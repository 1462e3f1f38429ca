//! Seeded puzzle generation by reverse moves.

use hueflip_core::{Board, Grid, LockedMap, Position, PowerSet, effect};
use rand::{
    SeedableRng as _,
    seq::{IndexedRandom as _, SliceRandom as _},
};
use rand_pcg::Pcg64;

use crate::{
    DifficultyProfile, PuzzleSeed,
    tutorial::{BuiltinTutorials, TutorialPattern, TutorialPatterns},
};

/// Where a generated puzzle came from.
#[derive(Debug, Clone, Copy, PartialEq, Eq, derive_more::Display)]
pub enum PuzzleSource {
    /// The fixed single-click introduction level.
    #[display("intro")]
    Intro,
    /// A hand-designed tutorial pattern.
    #[display("tutorial")]
    Tutorial,
    /// Reverse-move generation.
    #[display("generated")]
    Generated,
}

/// A generated puzzle with its certified solution.
///
/// Applying [`optimal_path`](Self::optimal_path) in order to
/// [`grid`](Self::grid) yields [`solved`](Self::solved). This holds by
/// construction and is re-checked before a puzzle is returned.
#[derive(Debug, Clone, PartialEq, Eq)]
pub struct GeneratedPuzzle {
    /// Difficulty profile the puzzle was built for.
    pub profile: DifficultyProfile,
    /// Scrambled grid presented to the player.
    pub grid: Grid,
    /// Grid reached by the solution.
    pub solved: Grid,
    /// Number of colors.
    pub color_count: u8,
    /// Power tiles.
    pub power: PowerSet,
    /// Locked tiles and their counters.
    pub locked: LockedMap,
    /// Moves applied in reverse to the solved grid, in application order.
    pub generation_history: Vec<Position>,
    /// `generation_history` reversed: the solution in play order.
    pub optimal_path: Vec<Position>,
    /// Same as `optimal_path`.
    pub solution: Vec<Position>,
    /// Seed the puzzle was generated from.
    pub seed: PuzzleSeed,
    /// Origin of the puzzle.
    pub source: PuzzleSource,
}

impl GeneratedPuzzle {
    /// Returns the level number.
    #[must_use]
    pub fn level(&self) -> u32 {
        self.profile.level
    }

    /// Returns the initial board of the puzzle.
    #[must_use]
    pub fn board(&self) -> Board {
        Board::with_tiles(
            self.grid.clone(),
            self.color_count,
            self.power.clone(),
            self.locked.clone(),
        )
    }

    /// Returns `true` if the optimal path solves the initial board.
    #[must_use]
    pub fn verify_solution(&self) -> bool {
        let mut board = self.board();
        board.play_all(&self.optimal_path) && board.is_solved()
    }
}

/// Error returned when no puzzle could be generated.
#[derive(Debug, Clone, PartialEq, Eq, derive_more::Display, derive_more::Error)]
pub enum GenerateError {
    /// Every generation attempt for the level failed.
    #[display("could not generate level {level} after {attempts} attempts")]
    AttemptsExhausted {
        /// Level being generated.
        level: u32,
        /// Number of attempts made.
        attempts: u32,
    },
}

/// Tunables of the reverse-move generator.
#[derive(Debug, Clone, Copy, PartialEq, Eq)]
pub struct GeneratorConfig {
    /// Attempts before generation fails.
    pub max_attempts: u32,
    /// Share of moves, in percent, that prefer never-used coordinates.
    pub spread_percent: u32,
}

impl Default for GeneratorConfig {
    fn default() -> Self {
        Self {
            max_attempts: 50,
            spread_percent: 60,
        }
    }
}

/// Reverse-move puzzle generator.
///
/// Puzzles are built by applying the inverse of `required_moves` clicks to a
/// solved grid, so the reversed sequence of clicks is a solution whose length
/// is known in advance.
///
/// # Example
///
/// ```
/// use hueflip_core::Position;
/// use hueflip_generator::PuzzleGenerator;
///
/// let generator = PuzzleGenerator::new();
/// let puzzle = generator.generate(1)?;
///
/// assert_eq!(puzzle.grid.size(), 3);
/// assert_eq!(puzzle.optimal_path, vec![Position::new(1, 1)]);
/// assert!(puzzle.verify_solution());
/// # Ok::<(), hueflip_generator::GenerateError>(())
/// ```
#[derive(Debug)]
pub struct PuzzleGenerator {
    config: GeneratorConfig,
    tutorials: Box<dyn TutorialPatterns>,
}

impl Default for PuzzleGenerator {
    fn default() -> Self {
        Self::new()
    }
}

impl PuzzleGenerator {
    /// Creates a generator with the default configuration and built-in tutorials.
    #[must_use]
    pub fn new() -> Self {
        Self::with_config(GeneratorConfig::default(), Box::new(BuiltinTutorials))
    }

    /// Creates a generator with a custom configuration and tutorial source.
    #[must_use]
    pub fn with_config(config: GeneratorConfig, tutorials: Box<dyn TutorialPatterns>) -> Self {
        Self { config, tutorials }
    }

    /// Returns the configuration.
    #[must_use]
    pub fn config(&self) -> &GeneratorConfig {
        &self.config
    }

    /// Returns `true` if `level` is served by a tutorial pattern.
    #[must_use]
    pub fn is_tutorial_level(&self, level: u32) -> bool {
        self.tutorials.is_tutorial_level(level)
    }

    /// Generates `level` from a fresh random seed.
    ///
    /// # Errors
    ///
    /// Returns [`GenerateError::AttemptsExhausted`] if every attempt failed.
    pub fn generate(&self, level: u32) -> Result<GeneratedPuzzle, GenerateError> {
        self.generate_with_seed(level, PuzzleSeed::random())
    }

    /// Generates `level` reproducibly from `seed`.
    ///
    /// # Errors
    ///
    /// Returns [`GenerateError::AttemptsExhausted`] if every attempt failed.
    pub fn generate_with_seed(
        &self,
        level: u32,
        seed: PuzzleSeed,
    ) -> Result<GeneratedPuzzle, GenerateError> {
        let profile = DifficultyProfile::for_level(level);

        if profile.level == 1 {
            return Ok(intro_puzzle(profile, seed));
        }

        if let Some(pattern) = self.tutorials.pattern(profile.level) {
            match tutorial_puzzle(profile, seed, pattern) {
                Some(puzzle) => return Ok(puzzle),
                None => log::warn!(
                    "tutorial pattern for level {} is not solved by its solution, generating instead",
                    profile.level
                ),
            }
        }

        self.generate_for_profile(&profile, seed)
    }

    /// Runs reverse-move generation for an explicit profile.
    ///
    /// Unlike [`generate_with_seed`](Self::generate_with_seed), no intro or
    /// tutorial special case applies.
    ///
    /// # Errors
    ///
    /// Returns [`GenerateError::AttemptsExhausted`] if every attempt failed.
    pub fn generate_for_profile(
        &self,
        profile: &DifficultyProfile,
        seed: PuzzleSeed,
    ) -> Result<GeneratedPuzzle, GenerateError> {
        for attempt in 0..self.config.max_attempts {
            let mut rng = Pcg64::from_seed(*seed.for_attempt(attempt).as_bytes());
            match self.try_generate(profile, &mut rng) {
                Some((grid, power, locked, history)) => {
                    let puzzle = assemble(
                        *profile,
                        grid,
                        power,
                        locked,
                        history,
                        seed,
                        PuzzleSource::Generated,
                    );
                    if !puzzle.verify_solution() {
                        log::error!(
                            "level {} attempt {attempt}: optimal path does not solve the puzzle",
                            profile.level
                        );
                        continue;
                    }
                    log::debug!(
                        "generated level {} ({}x{}, {} colors, {} moves) on attempt {attempt}",
                        profile.level,
                        profile.grid_size,
                        profile.grid_size,
                        profile.color_count,
                        puzzle.optimal_path.len(),
                    );
                    return Ok(puzzle);
                }
                None => {
                    log::debug!("level {} attempt {attempt} rejected", profile.level);
                }
            }
        }

        Err(GenerateError::AttemptsExhausted {
            level: profile.level,
            attempts: self.config.max_attempts,
        })
    }

    fn try_generate(
        &self,
        profile: &DifficultyProfile,
        rng: &mut Pcg64,
    ) -> Option<(Grid, PowerSet, LockedMap, Vec<Position>)> {
        let size = profile.grid_size;
        let color_count = profile.color_count;
        let max_uses = color_count - 1;
        let positions = Position::all(size).collect::<Vec<_>>();

        let power = place_power_tiles(&positions, profile.power_tile_count, rng);

        let required = usize::try_from(profile.required_moves).ok()?;
        let spread_moves = (profile.required_moves * self.config.spread_percent).div_ceil(100);
        let spread_moves = usize::try_from(spread_moves).ok()?;

        let mut grid = Grid::new(size);
        let mut uses = vec![0u8; positions.len()];
        let mut history = Vec::with_capacity(required);
        let mut candidates = positions.clone();

        for i in 0..required {
            candidates.shuffle(rng);
            let usable = |pos: &&Position| uses[pos.index(size)] < max_uses;
            let unused = |pos: &&Position| uses[pos.index(size)] == 0;
            let picked = if i < spread_moves {
                candidates
                    .iter()
                    .find(unused)
                    .or_else(|| candidates.iter().find(usable))
            } else {
                candidates.iter().find(usable)
            };
            let &pos = picked?;

            uses[pos.index(size)] += 1;
            effect::apply_inverse_click_in_place(&mut grid, pos, color_count, power.contains(pos));
            history.push(pos);
        }

        if grid.is_uniform() {
            // The moves cancelled out; a puzzle must not start solved.
            return None;
        }

        let locked = place_locked_tiles(&grid, &power, &history, profile.locked_tile_count, rng);
        Some((grid, power, locked, history))
    }
}

fn place_power_tiles(positions: &[Position], count: u32, rng: &mut Pcg64) -> PowerSet {
    if count == 0 {
        return PowerSet::new();
    }
    let count = usize::try_from(count).unwrap_or(usize::MAX);
    let mut shuffled = positions.to_vec();
    shuffled.shuffle(rng);
    shuffled.into_iter().take(count).collect()
}

/// Locks tiles that no solution click touches, with a 2 to 4 move countdown.
///
/// Locking a tile the solution touches would make the known path miss that
/// tile, so only untouched, non-power tiles qualify. Fewer tiles are locked
/// when not enough qualify.
fn place_locked_tiles(
    grid: &Grid,
    power: &PowerSet,
    history: &[Position],
    count: u32,
    rng: &mut Pcg64,
) -> LockedMap {
    if count == 0 {
        return LockedMap::new();
    }
    let size = grid.size();
    let mut touched = vec![false; grid.cell_count()];
    for &pos in history {
        for cell in effect::affected_cells(size, pos, power.contains(pos)) {
            touched[cell.index(size)] = true;
        }
    }
    let mut candidates = grid
        .positions()
        .filter(|pos| !touched[pos.index(size)] && !power.contains(*pos))
        .collect::<Vec<_>>();
    candidates.shuffle(rng);

    let count = usize::try_from(count).unwrap_or(usize::MAX);
    if candidates.len() < count {
        log::debug!(
            "only {} of {count} locked tiles could be placed",
            candidates.len()
        );
    }
    candidates
        .into_iter()
        .take(count)
        .map(|pos| (pos, *[2, 3, 4].choose(rng).unwrap_or(&2)))
        .collect()
}

fn intro_puzzle(profile: DifficultyProfile, seed: PuzzleSeed) -> GeneratedPuzzle {
    let size = profile.grid_size;
    let center = Position::new(size / 2, size / 2);
    let mut grid = Grid::new(size);
    effect::apply_inverse_click_in_place(&mut grid, center, profile.color_count, false);
    assemble(
        profile,
        grid,
        PowerSet::new(),
        LockedMap::new(),
        vec![center],
        seed,
        PuzzleSource::Intro,
    )
}

fn tutorial_puzzle(
    profile: DifficultyProfile,
    seed: PuzzleSeed,
    pattern: TutorialPattern,
) -> Option<GeneratedPuzzle> {
    let TutorialPattern {
        initial_grid,
        target_grid,
        solution,
        color_count,
    } = pattern;
    let mut board = Board::new(initial_grid.clone(), color_count);
    if !board.play_all(&solution) || !board.is_solved() {
        return None;
    }
    let profile = DifficultyProfile {
        grid_size: initial_grid.size(),
        color_count,
        required_moves: u32::try_from(solution.len()).ok()?,
        ..profile
    };
    Some(GeneratedPuzzle {
        profile,
        grid: initial_grid,
        solved: target_grid,
        color_count,
        power: PowerSet::new(),
        locked: LockedMap::new(),
        generation_history: solution.iter().rev().copied().collect(),
        optimal_path: solution.clone(),
        solution,
        seed,
        source: PuzzleSource::Tutorial,
    })
}

fn assemble(
    profile: DifficultyProfile,
    grid: Grid,
    power: PowerSet,
    locked: LockedMap,
    generation_history: Vec<Position>,
    seed: PuzzleSeed,
    source: PuzzleSource,
) -> GeneratedPuzzle {
    let optimal_path = generation_history.iter().rev().copied().collect::<Vec<_>>();
    GeneratedPuzzle {
        profile,
        solved: Grid::new(grid.size()),
        grid,
        color_count: profile.color_count,
        power,
        locked,
        generation_history,
        solution: optimal_path.clone(),
        optimal_path,
        seed,
        source,
    }
}
//! A small least-recently-used cache.

use std::{
    collections::{HashMap, VecDeque},
    hash::Hash,
    num::NonZero,
};

/// A fixed-capacity map evicting the least recently used entry.
///
/// Recency is kept in a queue with the most recently used key at the back.
/// Touching an entry moves its key to the back, which is linear in the number
/// of entries; capacities here are small enough for that to be irrelevant.
#[derive(Debug, Clone)]
pub(crate) struct LruCache<K, V> {
    entries: HashMap<K, V>,
    order: VecDeque<K>,
    capacity: NonZero<usize>,
}

impl<K, V> LruCache<K, V>
where
    K: Eq + Hash + Clone,
{
    #[must_use]
    pub(crate) fn new(capacity: NonZero<usize>) -> Self {
        Self {
            entries: HashMap::new(),
            order: VecDeque::new(),
            capacity,
        }
    }

    #[must_use]
    pub(crate) fn len(&self) -> usize {
        self.entries.len()
    }

    pub(crate) fn get(&mut self, key: &K) -> Option<&V> {
        if self.entries.contains_key(key) {
            self.touch(key);
        }
        self.entries.get(key)
    }

    pub(crate) fn insert(&mut self, key: K, value: V) {
        if self.entries.insert(key.clone(), value).is_some() {
            self.touch(&key);
            return;
        }
        if self.order.len() == self.capacity.get()
            && let Some(oldest) = self.order.pop_front()
        {
            self.entries.remove(&oldest);
        }
        self.order.push_back(key);
    }

    pub(crate) fn clear(&mut self) {
        self.entries.clear();
        self.order.clear();
    }

    fn touch(&mut self, key: &K) {
        if let Some(i) = self.order.iter().position(|k| k == key)
            && let Some(k) = self.order.remove(i)
        {
            self.order.push_back(k);
        }
    }
}
//! A play session tying generation, constraints, solvability checks and
//! persistence to the [`SessionState`] machine.

use std::{collections::BTreeMap, num::NonZero};

use hueflip_core::{Board, Grid, Position};
use hueflip_generator::{
    DifficultyProfile, GenerateError, GeneratedPuzzle, PuzzleGenerator, PuzzleSeed,
};
use hueflip_solver::{BfsSolver, RecoveryStrategy, SolvabilityGuarantee, Verification};

use crate::{
    Action, ConstraintManager, Constraints, GameStats, GameStore, LevelSetup, Outcome,
    PauseReason, PerformanceRecord, Phase, ResumeSetup, SAVE_VERSION, SavedGame, SavedGameState,
    SessionState, StoreError, UndoStack, unix_now,
};

/// Tunables of a [`Session`].
#[derive(Debug, Clone, Copy, PartialEq, Eq)]
pub struct SessionSettings {
    /// Moves between live solvability checks.
    pub live_check_interval: NonZero<u32>,
    /// Seconds between autosaves.
    pub autosave_interval: NonZero<u32>,
    /// Undo snapshots kept per level.
    pub undo_capacity: NonZero<usize>,
}

impl SessionSettings {
    /// Default moves between live solvability checks.
    pub const DEFAULT_LIVE_CHECK_INTERVAL: NonZero<u32> = NonZero::new(5).unwrap();
    /// Default seconds between autosaves.
    pub const DEFAULT_AUTOSAVE_INTERVAL: NonZero<u32> = NonZero::new(30).unwrap();
}

impl Default for SessionSettings {
    fn default() -> Self {
        Self {
            live_check_interval: Self::DEFAULT_LIVE_CHECK_INTERVAL,
            autosave_interval: Self::DEFAULT_AUTOSAVE_INTERVAL,
            undo_capacity: UndoStack::<()>::DEFAULT_CAPACITY,
        }
    }
}

/// Error returned by [`Session`] operations that generate or load levels.
#[derive(Debug, derive_more::Display, derive_more::Error, derive_more::From)]
pub enum SessionError {
    /// The level could not be generated.
    #[display("{_0}")]
    Generate(#[from] GenerateError),
    /// The save could not be loaded.
    #[display("{_0}")]
    Store(#[from] StoreError),
}

/// Per-level bookkeeping that the state machine does not track.
#[derive(Debug, Clone)]
struct Attempt {
    level: u32,
    attempts: u32,
    target_grid: Grid,
    constraints: Constraints,
    recorded: bool,
}

/// A run of levels for one player.
///
/// # Examples
///
/// ```
/// use hueflip_core::Position;
/// use hueflip_game::{MemoryStore, Outcome, Session};
///
/// let mut session = Session::new(Box::new(MemoryStore::new()));
/// session.start_level(1)?;
///
/// // The first level is solved by clicking the center tile.
/// let Outcome::Scored(breakdown) = session.click(Position::new(1, 1)) else {
///     panic!("level 1 should be solved by one click");
/// };
/// assert_eq!(breakdown.total_points, 270);
/// assert_eq!(session.saved_state().current_level, 2);
/// # Ok::<(), hueflip_game::SessionError>(())
/// ```
#[derive(Debug)]
pub struct Session {
    settings: SessionSettings,
    state: SessionState,
    generator: PuzzleGenerator,
    solver: BfsSolver,
    constraint_manager: ConstraintManager,
    guarantee: SolvabilityGuarantee,
    store: Box<dyn GameStore>,
    attempt: Option<Attempt>,
    level_points: BTreeMap<u32, u32>,
    stats: GameStats,
    moves_since_check: u32,
    last_verification: Option<Verification>,
}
·····
GOAL OF THE EXERCISE: List, from the entries above, every line in which the word "small" shows up.

REPLY:
//! A small least-recently-used cache.
/// of entries; capacities here are small enough for that to be irrelevant.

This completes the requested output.